PRISM enabled the NSA to routinely collect data from Microsoft, Yahoo!, Google, Facebook, Paltalk, YouTube, Skype, AOL, and Apple, including email, photos, video and audio chats, Web-browsing content, search engine queries, and all other data stored on their clouds, transforming the companies into witting coconspirators. Upstream collection, meanwhile, was arguably even more invasive. It enabled the routine capturing of data directly from private-sector Internet infrastructure—the switches and routers that shunt Internet traffic worldwide, via the satellites in orbit and the high-capacity fiber-optic cables that run under the ocean. This collection was managed by the NSA’s Special Sources Operations unit, which built secret wiretapping equipment and embedded it inside the corporate facilities of obliging Internet service providers around the world. Together, PRISM (collection from the servers of service providers) and upstream collection (direct collection from Internet infrastructure) ensured that the world’s information, both stored and in transit, was surveillable.
The next stage of my investigation was to figure out how this collection was actually accomplished—that is to say, to examine the documents that explained which tools supported this program and how they selected from among the vast mass of dragneted communications those that were thought worthy of closer inspection. The difficulty was that this information did not exist in any presentation, no matter the level of classification, but only in engineering diagrams and raw schematics. These were the most important materials for me to find. Unlike the Five Eyes’ pitch-deck cant, they would be concrete proof that the capacities I was reading about weren’t merely the fantasies of an overcaffeinated project manager. As a systems guy who was always being prodded to build faster and deliver more, I was all too aware that the agencies would sometimes announce technologies before they even existed—sometimes because a Cliff-type salesperson had made one too many promises, and sometimes just out of unalloyed ambition.
In this case, the technologies behind upstream collection did exist. As I came to realize, these tools are the most invasive elements of the NSA’s mass surveillance system, if only because they’re the closest to the user—that is, the closest to the person being surveilled. Imagine yourself sitting at a computer, about to visit a website. You open a Web browser, type in a URL, and hit Enter. The URL is, in effect, a request, and this request goes out in search of its destination server.
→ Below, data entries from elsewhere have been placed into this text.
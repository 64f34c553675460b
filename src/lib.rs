//! quran-hybrid - Hybrid Quran Translation Workflow
//!
//! Fetches chapter text and several human translations from the quran.com
//! API and asks a local ollama model for one hybrid translation per verse.

pub mod cli;
pub mod config;
pub mod error;
pub mod sanitize;
pub mod types;
pub mod content;
pub mod assemble;
pub mod synthesis;
pub mod view;
pub mod workflow;

#[cfg(test)]
mod test_support;
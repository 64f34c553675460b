use chrono::{DateTime, Utc};
use serde::Serialize;

use crate::types::{AssembledVerse, Chapter};

/// What a page listing all chapters needs
#[derive(Debug, Clone, Serialize)]
pub struct ChapterListView {
    pub chapters: Vec<Chapter>,
    /// Set when the listing could not be fetched; `chapters` is then empty
    pub error: Option<String>,
}

/// What a single chapter page needs
#[derive(Debug, Clone, Serialize)]
pub struct ChapterView {
    pub chapter: Option<Chapter>,
    pub verses: Vec<AssembledVerse>,
    /// Fetch-stage failure; nothing else is rendered when set
    pub error: Option<String>,
    /// Why hybrid translations are placeholders, if they are
    pub synthesis_error: Option<String>,
    pub model: String,
    pub generated_at: DateTime<Utc>,
}

impl ChapterListView {
    pub fn loaded(chapters: Vec<Chapter>) -> Self {
        Self { chapters, error: None }
    }

    pub fn failed(error: String) -> Self {
        Self { chapters: Vec::new(), error: Some(error) }
    }
}

impl ChapterView {
    pub fn failed(error: String, model: &str) -> Self {
        Self {
            chapter: None,
            verses: Vec::new(),
            error: Some(error),
            synthesis_error: None,
            model: model.to_string(),
            generated_at: Utc::now(),
        }
    }

    pub fn is_ok(&self) -> bool {
        self.error.is_none()
    }
}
Somewhere in the midst of its travels, however, before your request gets to that server, it will have to pass through TURBULENCE, one of the NSA’s most powerful weapons.
Specifically, your request passes through a few black servers stacked on top of one another, together about the size of a four-shelf bookcase. These are installed in special rooms at major private telecommunications buildings throughout allied countries, as well as in US embassies and on US military bases, and contain two critical tools. The first, TURMOIL, handles “passive collection,” making a copy of the data coming through. The second, TURBINE, is in charge of “active collection”—that is, actively tampering with the users.